═══ Input ═══

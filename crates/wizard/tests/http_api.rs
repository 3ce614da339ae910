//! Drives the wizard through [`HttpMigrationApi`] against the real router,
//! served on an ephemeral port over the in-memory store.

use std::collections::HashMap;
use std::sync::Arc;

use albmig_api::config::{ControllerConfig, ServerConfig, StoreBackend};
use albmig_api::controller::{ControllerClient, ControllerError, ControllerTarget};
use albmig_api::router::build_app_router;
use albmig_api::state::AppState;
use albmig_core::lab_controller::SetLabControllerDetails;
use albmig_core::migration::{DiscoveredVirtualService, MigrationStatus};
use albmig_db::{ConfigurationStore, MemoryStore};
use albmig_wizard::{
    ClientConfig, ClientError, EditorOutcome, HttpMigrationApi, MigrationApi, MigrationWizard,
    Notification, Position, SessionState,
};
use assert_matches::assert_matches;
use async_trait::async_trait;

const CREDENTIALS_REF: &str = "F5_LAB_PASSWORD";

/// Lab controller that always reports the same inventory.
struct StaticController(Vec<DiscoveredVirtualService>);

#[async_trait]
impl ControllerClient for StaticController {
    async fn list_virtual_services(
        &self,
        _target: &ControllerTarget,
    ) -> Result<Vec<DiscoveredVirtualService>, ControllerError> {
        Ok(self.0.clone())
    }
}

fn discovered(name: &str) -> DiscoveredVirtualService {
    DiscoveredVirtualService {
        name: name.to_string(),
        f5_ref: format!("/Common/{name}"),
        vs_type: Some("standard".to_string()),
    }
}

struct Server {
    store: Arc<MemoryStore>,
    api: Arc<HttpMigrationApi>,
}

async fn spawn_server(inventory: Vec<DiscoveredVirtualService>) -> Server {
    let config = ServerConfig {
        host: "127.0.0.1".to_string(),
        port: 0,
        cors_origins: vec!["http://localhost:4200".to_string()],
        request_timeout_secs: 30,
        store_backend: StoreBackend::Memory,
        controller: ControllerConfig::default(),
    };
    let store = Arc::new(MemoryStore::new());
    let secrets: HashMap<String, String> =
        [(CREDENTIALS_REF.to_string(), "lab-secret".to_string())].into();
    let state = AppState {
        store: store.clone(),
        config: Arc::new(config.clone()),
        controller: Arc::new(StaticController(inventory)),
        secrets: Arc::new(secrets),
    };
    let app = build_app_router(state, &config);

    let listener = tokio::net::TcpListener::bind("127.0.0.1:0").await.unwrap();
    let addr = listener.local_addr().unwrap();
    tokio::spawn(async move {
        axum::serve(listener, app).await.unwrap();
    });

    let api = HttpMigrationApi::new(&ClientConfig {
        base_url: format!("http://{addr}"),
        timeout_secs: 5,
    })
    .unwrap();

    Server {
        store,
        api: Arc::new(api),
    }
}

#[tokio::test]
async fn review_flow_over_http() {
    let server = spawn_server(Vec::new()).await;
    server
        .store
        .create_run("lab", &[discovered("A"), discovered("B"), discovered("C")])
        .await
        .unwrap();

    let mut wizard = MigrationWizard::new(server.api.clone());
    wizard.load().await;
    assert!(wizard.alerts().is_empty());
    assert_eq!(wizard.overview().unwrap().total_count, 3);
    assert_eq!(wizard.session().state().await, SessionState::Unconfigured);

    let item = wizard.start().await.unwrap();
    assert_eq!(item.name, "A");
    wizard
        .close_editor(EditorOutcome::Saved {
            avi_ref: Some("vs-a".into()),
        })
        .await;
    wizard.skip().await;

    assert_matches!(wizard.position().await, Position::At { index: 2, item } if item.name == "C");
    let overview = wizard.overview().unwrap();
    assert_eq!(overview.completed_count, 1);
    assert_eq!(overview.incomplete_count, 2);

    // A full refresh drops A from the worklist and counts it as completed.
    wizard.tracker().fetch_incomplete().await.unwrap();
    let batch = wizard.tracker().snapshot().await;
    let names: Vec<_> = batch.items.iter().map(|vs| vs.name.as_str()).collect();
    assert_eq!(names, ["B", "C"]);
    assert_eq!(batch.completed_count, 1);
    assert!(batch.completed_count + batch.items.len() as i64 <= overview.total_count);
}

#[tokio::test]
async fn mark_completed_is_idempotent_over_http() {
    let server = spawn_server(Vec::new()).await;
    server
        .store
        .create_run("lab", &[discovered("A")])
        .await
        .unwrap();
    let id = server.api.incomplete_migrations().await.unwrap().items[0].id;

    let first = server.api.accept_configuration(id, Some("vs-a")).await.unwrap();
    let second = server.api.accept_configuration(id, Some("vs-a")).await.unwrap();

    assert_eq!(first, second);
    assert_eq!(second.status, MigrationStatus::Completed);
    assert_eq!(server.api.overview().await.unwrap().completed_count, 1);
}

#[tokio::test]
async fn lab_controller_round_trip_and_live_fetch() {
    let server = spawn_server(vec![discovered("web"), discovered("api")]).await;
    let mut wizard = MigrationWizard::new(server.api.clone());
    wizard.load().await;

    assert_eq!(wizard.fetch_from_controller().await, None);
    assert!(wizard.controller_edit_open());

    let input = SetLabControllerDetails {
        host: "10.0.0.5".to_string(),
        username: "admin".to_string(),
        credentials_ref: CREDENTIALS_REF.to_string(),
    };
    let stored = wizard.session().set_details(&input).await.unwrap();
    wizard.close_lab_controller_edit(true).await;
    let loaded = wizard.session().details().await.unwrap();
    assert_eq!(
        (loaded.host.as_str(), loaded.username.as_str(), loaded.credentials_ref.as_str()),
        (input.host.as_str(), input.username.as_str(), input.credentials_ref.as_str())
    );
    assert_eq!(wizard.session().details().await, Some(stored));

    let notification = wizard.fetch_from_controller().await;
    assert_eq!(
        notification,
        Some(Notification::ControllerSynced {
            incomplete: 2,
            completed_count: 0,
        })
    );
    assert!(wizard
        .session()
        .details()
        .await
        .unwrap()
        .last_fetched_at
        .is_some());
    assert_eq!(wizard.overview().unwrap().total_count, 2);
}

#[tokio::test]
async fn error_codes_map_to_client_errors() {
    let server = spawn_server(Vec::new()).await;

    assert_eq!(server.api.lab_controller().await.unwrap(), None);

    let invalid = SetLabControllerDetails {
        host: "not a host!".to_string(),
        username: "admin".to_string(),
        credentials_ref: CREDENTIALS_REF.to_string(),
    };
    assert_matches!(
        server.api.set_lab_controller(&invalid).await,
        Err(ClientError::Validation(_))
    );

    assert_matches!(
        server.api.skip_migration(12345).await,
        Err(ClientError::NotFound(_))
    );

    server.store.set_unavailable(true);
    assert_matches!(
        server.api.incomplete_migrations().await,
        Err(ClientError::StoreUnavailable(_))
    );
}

═══

The answer is the full set of records, printed exactly as given.

filename crates/wizard/tests/http_api.rs
repository 3ce614da339ae910
//! Drives the wizard through [`HttpMigrationApi`] against the real router,
//! served on an ephemeral port over the in-memory store.

use std::collections::HashMap;
use std::sync::Arc;

use albmig_api::config::{ControllerConfig, ServerConfig, StoreBackend};
use albmig_api::controller::{ControllerClient, ControllerError, ControllerTarget};
use albmig_api::router::build_app_router;
use albmig_api::state::AppState;
use albmig_core::lab_controller::SetLabControllerDetails;
use albmig_core::migration::{DiscoveredVirtualService, MigrationStatus};
use albmig_db::{ConfigurationStore, MemoryStore};
use albmig_wizard::{
    ClientConfig, ClientError, EditorOutcome, HttpMigrationApi, MigrationApi, MigrationWizard,
    Notification, Position, SessionState,
};
use assert_matches::assert_matches;
use async_trait::async_trait;

const CREDENTIALS_REF: &str = "F5_LAB_PASSWORD";

/// Lab controller that always reports the same inventory.
struct StaticController(Vec<DiscoveredVirtualService>);

#[async_trait]
impl ControllerClient for StaticController {
    async fn list_virtual_services(
        &self,
        _target: &ControllerTarget,
    ) -> Result<Vec<DiscoveredVirtualService>, ControllerError> {
        Ok(self.0.clone())
    }
}

fn discovered(name: &str) -> DiscoveredVirtualService {
    DiscoveredVirtualService {
        name: name.to_string(),
        f5_ref: format!("/Common/{name}"),
        vs_type: Some("standard".to_string()),
    }
}

struct Server {
    store: Arc<MemoryStore>,
    api: Arc<HttpMigrationApi>,
}

async fn spawn_server(inventory: Vec<DiscoveredVirtualService>) -> Server {
    let config = ServerConfig {
        host: "127.0.0.1".to_string(),
        port: 0,
        cors_origins: vec!["http://localhost:4200".to_string()],
        request_timeout_secs: 30,
        store_backend: StoreBackend::Memory,
        controller: ControllerConfig::default(),
    };
    let store = Arc::new(MemoryStore::new());
    let secrets: HashMap<String, String> =
        [(CREDENTIALS_REF.to_string(), "lab-secret".to_string())].into();
    let state = AppState {
        store: store.clone(),
        config: Arc::new(config.clone()),
        controller: Arc::new(StaticController(inventory)),
        secrets: Arc::new(secrets),
    };
    let app = build_app_router(state, &config);

    let listener = tokio::net::TcpListener::bind("127.0.0.1:0").await.unwrap();
    let addr = listener.local_addr().unwrap();
    tokio::spawn(async move {
        axum::serve(listener, app).await.unwrap();
    });

    let api = HttpMigrationApi::new(&ClientConfig {
        base_url: format!("http://{addr}"),
        timeout_secs: 5,
    })
    .unwrap();

    Server {
        store,
        api: Arc::new(api),
    }
}

#[tokio::test]
async fn review_flow_over_http() {
    let server = spawn_server(Vec::new()).await;
    server
        .store
        .create_run("lab", &[discovered("A"), discovered("B"), discovered("C")])
        .await
        .unwrap();

    let mut wizard = MigrationWizard::new(server.api.clone());
    wizard.load().await;
    assert!(wizard.alerts().is_empty());
    assert_eq!(wizard.overview().unwrap().total_count, 3);
    assert_eq!(wizard.session().state().await, SessionState::Unconfigured);

    let item = wizard.start().await.unwrap();
    assert_eq!(item.name, "A");
    wizard
        .close_editor(EditorOutcome::Saved {
            avi_ref: Some("vs-a".into()),
        })
        .await;
    wizard.skip().await;

    assert_matches!(wizard.position().await, Position::At { index: 2, item } if item.name == "C");
    let overview = wizard.overview().unwrap();
    assert_eq!(overview.completed_count, 1);
    assert_eq!(overview.incomplete_count, 2);

    // A full refresh drops A from the worklist and counts it as completed.
    wizard.tracker().fetch_incomplete().await.unwrap();
    let batch = wizard.tracker().snapshot().await;
    let names: Vec<_> = batch.items.iter().map(|vs| vs.name.as_str()).collect();
    assert_eq!(names, ["B", "C"]);
    assert_eq!(batch.completed_count, 1);
    assert!(batch.completed_count + batch.items.len() as i64 <= overview.total_count);
}

#[tokio::test]
async fn mark_completed_is_idempotent_over_http() {
    let server = spawn_server(Vec::new()).await;
    server
        .store
        .create_run("lab", &[discovered("A")])
        .await
        .unwrap();
    let id = server.api.incomplete_migrations().await.unwrap().items[0].id;

    let first = server.api.accept_configuration(id, Some("vs-a")).await.unwrap();
    let second = server.api.accept_configuration(id, Some("vs-a")).await.unwrap();

    assert_eq!(first, second);
    assert_eq!(second.status, MigrationStatus::Completed);
    assert_eq!(server.api.overview().await.unwrap().completed_count, 1);
}

#[tokio::test]
async fn lab_controller_round_trip_and_live_fetch() {
    let server = spawn_server(vec![discovered("web"), discovered("api")]).await;
    let mut wizard = MigrationWizard::new(server.api.clone());
    wizard.load().await;

    assert_eq!(wizard.fetch_from_controller().await, None);
    assert!(wizard.controller_edit_open());

    let input = SetLabControllerDetails {
        host: "10.0.0.5".to_string(),
        username: "admin".to_string(),
        credentials_ref: CREDENTIALS_REF.to_string(),
    };
    let stored = wizard.session().set_details(&input).await.unwrap();
    wizard.close_lab_controller_edit(true).await;
    let loaded = wizard.session().details().await.unwrap();
    assert_eq!(
        (loaded.host.as_str(), loaded.username.as_str(), loaded.credentials_ref.as_str()),
        (input.host.as_str(), input.username.as_str(), input.credentials_ref.as_str())
    );
    assert_eq!(wizard.session().details().await, Some(stored));

    let notification = wizard.fetch_from_controller().await;
    assert_eq!(
        notification,
        Some(Notification::ControllerSynced {
            incomplete: 2,
            completed_count: 0,
        })
    );
    assert!(wizard
        .session()
        .details()
        .await
        .unwrap()
        .last_fetched_at
        .is_some());
    assert_eq!(wizard.overview().unwrap().total_count, 2);
}

#[tokio::test]
async fn error_codes_map_to_client_errors() {
    let server = spawn_server(Vec::new()).await;

    assert_eq!(server.api.lab_controller().await.unwrap(), None);

    let invalid = SetLabControllerDetails {
        host: "not a host!".to_string(),
        username: "admin".to_string(),
        credentials_ref: CREDENTIALS_REF.to_string(),
    };
    assert_matches!(
        server.api.set_lab_controller(&invalid).await,
        Err(ClientError::Validation(_))
    );

    assert_matches!(
        server.api.skip_migration(12345).await,
        Err(ClientError::NotFound(_))
    );

    server.store.set_unavailable(true);
    assert_matches!(
        server.api.incomplete_migrations().await,
        Err(ClientError::StoreUnavailable(_))
    );
}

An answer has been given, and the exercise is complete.